Tally how many lines in the data below include "Bounds", then please reply with only that figure.
── EXTRACTED ENTRIES
#[cfg(test)]
mod tests {
    use scorescan_core::{
        geometry::{Bounds, Point, Segment},
        scale::Scale,
    };
    use scorescan_grid::{filament::LineGeometry, staff::FilamentLine};

    use super::*;

    fn staff(id: usize) -> StaffInfo {
        let lines = (0..5)
            .map(|i| {
                let y = 100.0 + 20.0 * i as f64;
                FilamentLine::from_geometry(LineGeometry::from_points(vec![
                    Point::new(0.0, y),
                    Point::new(500.0, y),
                ]))
            })
            .collect();
        StaffInfo::new(id, 0.0, 500.0, Scale::new(20, 3, 3).unwrap(), lines)
    }

    fn system() -> SystemInfo {
        SystemInfo::new(1, 20, vec![staff(1)])
    }

    fn inter(shape: Shape, grade: f64, x: f64, y: f64, w: f64, h: f64) -> Inter {
        Inter::new(shape, grade, Bounds::from_rect(x, y, w, h))
    }

    /// Stem from y=40 to y=100 at x=100
    fn stem(system: &mut SystemInfo, grade: f64) -> InterId {
        system.add_inter(inter(Shape::Stem, grade, 99.0, 40.0, 2.0, 60.0))
    }

    fn head_stem(side: HorizontalSide) -> Relation {
        Relation::HeadStem {
            head_side: side,
            grade: 0.8,
        }
    }

    fn beam_stem(portion: BeamPortion) -> Relation {
        Relation::BeamStem {
            beam_portion: portion,
            grade: 0.8,
        }
    }

    #[test]
    fn test_stem_direction_from_bottom_head() {
        let mut system = system();
        let stem = stem(&mut system, 0.8);
        let head = system.add_inter(
            inter(Shape::NoteheadBlack, 0.8, 88.0, 95.0, 11.0, 10.0).with_pitch(0),
        );
        system
            .sig_mut()
            .add_relation(head, stem, head_stem(HorizontalSide::Right))
            .unwrap();

        let config = ReducerConfig::default();
        let reducer = SigReducer::new(&mut system, &config);
        assert_eq!(reducer.stem_direction(stem), -1);
    }

    #[test]
    fn test_stem_direction_from_beam() {
        let mut system = system();
        let stem = stem(&mut system, 0.8);
        let beam = system.add_inter(
            inter(Shape::Beam, 0.8, 60.0, 38.0, 41.0, 6.0)
                .with_median(Segment::new(Point::new(60.0, 41.0), Point::new(101.0, 41.0))),
        );
        system
            .sig_mut()
            .add_relation(beam, stem, beam_stem(BeamPortion::Right))
            .unwrap();

        let config = ReducerConfig::default();
        let reducer = SigReducer::new(&mut system, &config);
        assert_eq!(reducer.stem_direction(stem), -1);
    }

    #[test]
    fn test_stem_direction_undecided() {
        let mut system = system();
        let stem = stem(&mut system, 0.8);
        // Head on the left of the stem bottom: no conclusion
        let head = system.add_inter(
            inter(Shape::NoteheadBlack, 0.8, 101.0, 95.0, 11.0, 10.0).with_pitch(0),
        );
        system
            .sig_mut()
            .add_relation(head, stem, head_stem(HorizontalSide::Left))
            .unwrap();

        let config = ReducerConfig::default();
        let reducer = SigReducer::new(&mut system, &config);
        assert_eq!(reducer.stem_direction(stem), 0);
    }

    #[test]
    fn test_head_on_wrong_side_is_cut() {
        let mut system = system();
        let stem = stem(&mut system, 0.8);
        let bottom = system.add_inter(
            inter(Shape::NoteheadBlack, 0.9, 88.0, 95.0, 11.0, 10.0).with_pitch(0),
        );
        let top = system.add_inter(
            inter(Shape::NoteheadBlack, 0.6, 101.0, 35.0, 11.0, 10.0).with_pitch(-6),
        );
        let sig = system.sig_mut();
        sig.add_relation(bottom, stem, head_stem(HorizontalSide::Right))
            .unwrap();
        sig.add_relation(top, stem, head_stem(HorizontalSide::Left))
            .unwrap();

        let config = ReducerConfig::default();
        let mut reducer = SigReducer::new(&mut system, &config);
        assert_eq!(reducer.check_heads(), 1);
        assert!(reducer.sig.exclusion_between(top, stem).is_some());

        // Left without stem, the head goes on the next run
        assert_eq!(reducer.check_heads(), 1);
        assert!(!system.sig().is_live(top));
        assert!(system.sig().is_live(bottom));
    }

    #[test]
    fn test_head_on_wrong_side_next_to_sibling_is_kept() {
        let mut system = system();
        let stem = stem(&mut system, 0.8);
        let bottom = system.add_inter(
            inter(Shape::NoteheadBlack, 0.9, 88.0, 95.0, 11.0, 10.0).with_pitch(0),
        );
        let second = system.add_inter(
            inter(Shape::NoteheadBlack, 0.6, 101.0, 85.0, 11.0, 10.0).with_pitch(-1),
        );
        let sig = system.sig_mut();
        sig.add_relation(bottom, stem, head_stem(HorizontalSide::Right))
            .unwrap();
        sig.add_relation(second, stem, head_stem(HorizontalSide::Left))
            .unwrap();

        let config = ReducerConfig::default();
        let mut reducer = SigReducer::new(&mut system, &config);
        assert_eq!(reducer.check_heads(), 0);
        assert!(system.sig().exclusion_between(second, stem).is_none());
    }

    #[test]
    fn test_stem_without_end_head_is_deleted() {
        let mut system = system();
        let stem = stem(&mut system, 0.8);
        let head = system.add_inter(
            inter(Shape::NoteheadBlack, 0.8, 88.0, 65.0, 11.0, 10.0).with_pitch(-4),
        );
        system
            .sig_mut()
            .add_relation(head, stem, head_stem(HorizontalSide::Right))
            .unwrap();

        let config = ReducerConfig::default();
        let mut reducer = SigReducer::new(&mut system, &config);
        assert_eq!(reducer.check_stems(), 1);
        assert!(!system.sig().is_live(stem));
        assert!(system.sig().is_live(head));
    }

    #[test]
    fn test_head_on_stem_tail_is_cut() {
        let mut system = system();
        let stem = stem(&mut system, 0.8);
        let bottom = system.add_inter(
            inter(Shape::NoteheadBlack, 0.9, 88.0, 95.0, 11.0, 10.0).with_pitch(0),
        );
        let tail = system.add_inter(
            inter(Shape::NoteheadBlack, 0.6, 88.0, 35.0, 11.0, 10.0).with_pitch(-6),
        );
        let sig = system.sig_mut();
        sig.add_relation(bottom, stem, head_stem(HorizontalSide::Right))
            .unwrap();
        let cut = sig
            .add_relation(tail, stem, head_stem(HorizontalSide::Right))
            .unwrap();

        let config = ReducerConfig::default();
        let mut reducer = SigReducer::new(&mut system, &config);
        assert_eq!(reducer.check_stems(), 1);
        assert_eq!(reducer.check_stems(), 0);
        assert!(system.sig().relation(cut).is_none());
        assert!(system.sig().is_live(stem));
    }

    #[test]
    fn test_beam_needs_both_stems() {
        let mut system = system();
        let left = stem(&mut system, 0.8);
        let beam = system.add_inter(inter(Shape::Beam, 0.8, 99.0, 38.0, 60.0, 6.0));
        let hook = system.add_inter(inter(Shape::BeamHook, 0.8, 99.0, 48.0, 15.0, 6.0));
        let sig = system.sig_mut();
        sig.add_relation(beam, left, beam_stem(BeamPortion::Left))
            .unwrap();
        sig.add_relation(hook, left, beam_stem(BeamPortion::Left))
            .unwrap();

        let config = ReducerConfig::default();
        let mut reducer = SigReducer::new(&mut system, &config);
        assert_eq!(reducer.check_beams(), 1);
        assert_eq!(reducer.check_hooks(), 0);
        assert!(!system.sig().is_live(beam));
        assert!(system.sig().is_live(hook));
    }

    #[test]
    fn test_hook_on_center_is_deleted() {
        let mut system = system();
        let stem = stem(&mut system, 0.8);
        let hook = system.add_inter(inter(Shape::BeamHook, 0.8, 92.0, 48.0, 15.0, 6.0));
        system
            .sig_mut()
            .add_relation(hook, stem, beam_stem(BeamPortion::Center))
            .unwrap();

        let config = ReducerConfig::default();
        let mut reducer = SigReducer::new(&mut system, &config);
        assert_eq!(reducer.check_hooks(), 1);
    }

    #[test]
    fn test_orphan_flag_and_dots() {
        let mut system = system();
        let flag = system.add_inter(inter(Shape::FlagUp1, 0.8, 200.0, 40.0, 10.0, 30.0));
        let dot = system.add_inter(inter(Shape::AugmentationDot, 0.8, 250.0, 110.0, 4.0, 4.0));
        let repeat = system.add_inter(inter(Shape::RepeatDot, 0.8, 300.0, 125.0, 4.0, 4.0));

        let config = ReducerConfig::default();
        let mut reducer = SigReducer::new(&mut system, &config);
        assert_eq!(reducer.check_flags(), 1);
        assert_eq!(reducer.check_augmentation_dots(), 1);
        assert_eq!(reducer.check_repeat_dots(), 1);
        assert_eq!(system.sig().live_count(), 0);
        assert!(!system.sig().is_live(flag));
        assert!(!system.sig().is_live(dot));
        assert!(!system.sig().is_live(repeat));
    }

    #[test]
    fn test_best_augmentation_is_kept() {
        let mut system = system();
        let note = system.add_inter(
            inter(Shape::WholeNote, 0.8, 100.0, 135.0, 16.0, 10.0).with_pitch(0),
        );
        let mut links = Vec::new();
        for (i, grade) in [0.4, 0.9, 0.6].into_iter().enumerate() {
            let dot = system.add_inter(inter(
                Shape::AugmentationDot,
                0.8,
                120.0 + 8.0 * i as f64,
                138.0,
                4.0,
                4.0,
            ));
            let rel = system
                .sig_mut()
                .add_relation(dot, note, Relation::Augmentation { grade })
                .unwrap();
            links.push(rel);
        }

        let config = ReducerConfig::default();
        let mut reducer = SigReducer::new(&mut system, &config);
        assert_eq!(reducer.check_augmented(), 2);
        assert_eq!(reducer.check_augmented(), 0);

        let sig = system.sig();
        assert!(sig.relation(links[0]).is_none());
        assert!(sig.relation(links[1]).is_some());
        assert!(sig.relation(links[2]).is_none());
    }

    fn ledger(system: &mut SystemInfo, index: i32, y: f64) -> InterId {
        system.add_inter(
            inter(Shape::Ledger, 0.8, 90.0, y, 30.0, 3.0)
                .with_staff(1)
                .with_ledger_index(index),
        )
    }

    #[test]
    fn test_ledgers_chain_to_note() {
        let mut system = system();
        let first = ledger(&mut system, -1, 79.0);
        let second = ledger(&mut system, -2, 59.0);
        system.add_inter(
            inter(Shape::NoteheadBlack, 0.8, 95.0, 55.0, 14.0, 10.0)
                .with_pitch(-8)
                .with_staff(1),
        );

        let config = ReducerConfig::default();
        let mut reducer = SigReducer::new(&mut system, &config);
        assert_eq!(reducer.check_ledgers(), 0);
        assert!(system.sig().is_live(first));
        assert!(system.sig().is_live(second));
    }

    #[test]
    fn test_orphan_ledgers_cascade() {
        let mut system = system();
        let first = ledger(&mut system, -1, 79.0);
        let second = ledger(&mut system, -2, 59.0);
        // Note of another staff
        system.add_inter(
            inter(Shape::NoteheadBlack, 0.8, 95.0, 55.0, 14.0, 10.0)
                .with_pitch(-8)
                .with_staff(2),
        );

        let config = ReducerConfig::default();
        let mut reducer = SigReducer::new(&mut system, &config);
        assert_eq!(reducer.check_ledgers(), 2);
        assert!(!system.sig().is_live(first));
        assert!(!system.sig().is_live(second));
        assert!(system.staff(1).unwrap().ledger_map().is_empty());
    }

    #[test]
    fn test_orphan_ledgers_below_staff_cascade_inward() {
        let mut system = system();
        let first = ledger(&mut system, 1, 199.0);
        let second = ledger(&mut system, 2, 219.0);

        let config = ReducerConfig::default();
        let mut reducer = SigReducer::new(&mut system, &config);
        // The outer ledger falls first, then the one it was holding
        assert_eq!(reducer.check_ledgers(), 2);
        assert_eq!(reducer.check_ledgers(), 0);
        assert!(!system.sig().is_live(first));
        assert!(!system.sig().is_live(second));
        assert!(system.staff(1).unwrap().ledger_map().is_empty());
    }

    #[test]
    fn test_overlaps_are_excluded() {
        let mut system = system();
        let sharp = system.add_inter(inter(Shape::Sharp, 0.7, 0.0, 0.0, 8.0, 20.0));
        let flat = system.add_inter(inter(Shape::Flat, 0.6, 4.0, 5.0, 8.0, 20.0));
        let beam = system.add_inter(inter(Shape::Beam, 0.7, 100.0, 0.0, 50.0, 6.0));
        let hook = system.add_inter(inter(Shape::BeamHook, 0.7, 110.0, 2.0, 10.0, 6.0));
        let far = system.add_inter(inter(Shape::Natural, 0.7, 300.0, 0.0, 8.0, 20.0));

        let config = ReducerConfig::default();
        let mut reducer = SigReducer::new(&mut system, &config);
        reducer.detect_overlaps();

        let sig = system.sig();
        assert!(sig.exclusion_between(sharp, flat).is_some());
        assert!(sig.exclusion_between(beam, hook).is_none());
        assert!(sig.edges_of(far).is_empty());
        assert_eq!(sig.live_relations().count(), 1);
    }

    #[test]
    fn test_head_kinds_on_good_stem_are_excluded() {
        let mut system = system();
        let stem = stem(&mut system, 0.8);
        let black = system.add_inter(
            inter(Shape::NoteheadBlack, 0.8, 88.0, 95.0, 11.0, 10.0).with_pitch(0),
        );
        let void = system.add_inter(
            inter(Shape::NoteheadVoid, 0.7, 101.0, 85.0, 11.0, 10.0).with_pitch(-1),
        );
        let sig = system.sig_mut();
        sig.add_relation(black, stem, head_stem(HorizontalSide::Right))
            .unwrap();
        sig.add_relation(void, stem, head_stem(HorizontalSide::Left))
            .unwrap();

        let config = ReducerConfig::default();
        let mut reducer = SigReducer::new(&mut system, &config);
        reducer.detect_head_inconsistency();
        assert!(system.sig().exclusion_between(black, void).is_some());
    }

    #[test]
    fn test_reduce_keeps_supported_note() {
        let mut system = system();
        let stem = stem(&mut system, 0.7);
        let head = system.add_inter(
            inter(Shape::NoteheadBlack, 0.6, 88.0, 95.0, 11.0, 10.0).with_pitch(0),
        );
        let flag = system.add_inter(inter(Shape::FlagDown1, 0.45, 200.0, 40.0, 10.0, 30.0));
        system
            .sig_mut()
            .add_relation(head, stem, head_stem(HorizontalSide::Right))
            .unwrap();

        let config = ReducerConfig::default();
        let mut reducer = SigReducer::new(&mut system, &config);
        reducer.reduce(ReductionMode::Strict);

        let sig = system.sig();
        assert!(sig.is_live(stem));
        assert!(sig.is_live(head));
        assert!(!sig.is_live(flag));
        assert!(sig.inter(head).unwrap().contextual_grade() > 0.6);
    }

    #[test]
    fn test_vip_inters_are_flagged() {
        let mut system = system();
        let first = system.add_inter(inter(Shape::Sharp, 0.7, 0.0, 0.0, 8.0, 20.0));
        let second = system.add_inter(inter(Shape::Flat, 0.7, 40.0, 0.0, 8.0, 20.0).with_doc_id(7));

        let config = ReducerConfig::default().with_vip_inters(vec![0, 7]);
        SigReducer::new(&mut system, &config);

        assert!(system.sig().inter(first).unwrap().is_vip());
        assert!(system.sig().inter(second).unwrap().is_vip());
    }
}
────
### SOLVED PROBLEM
2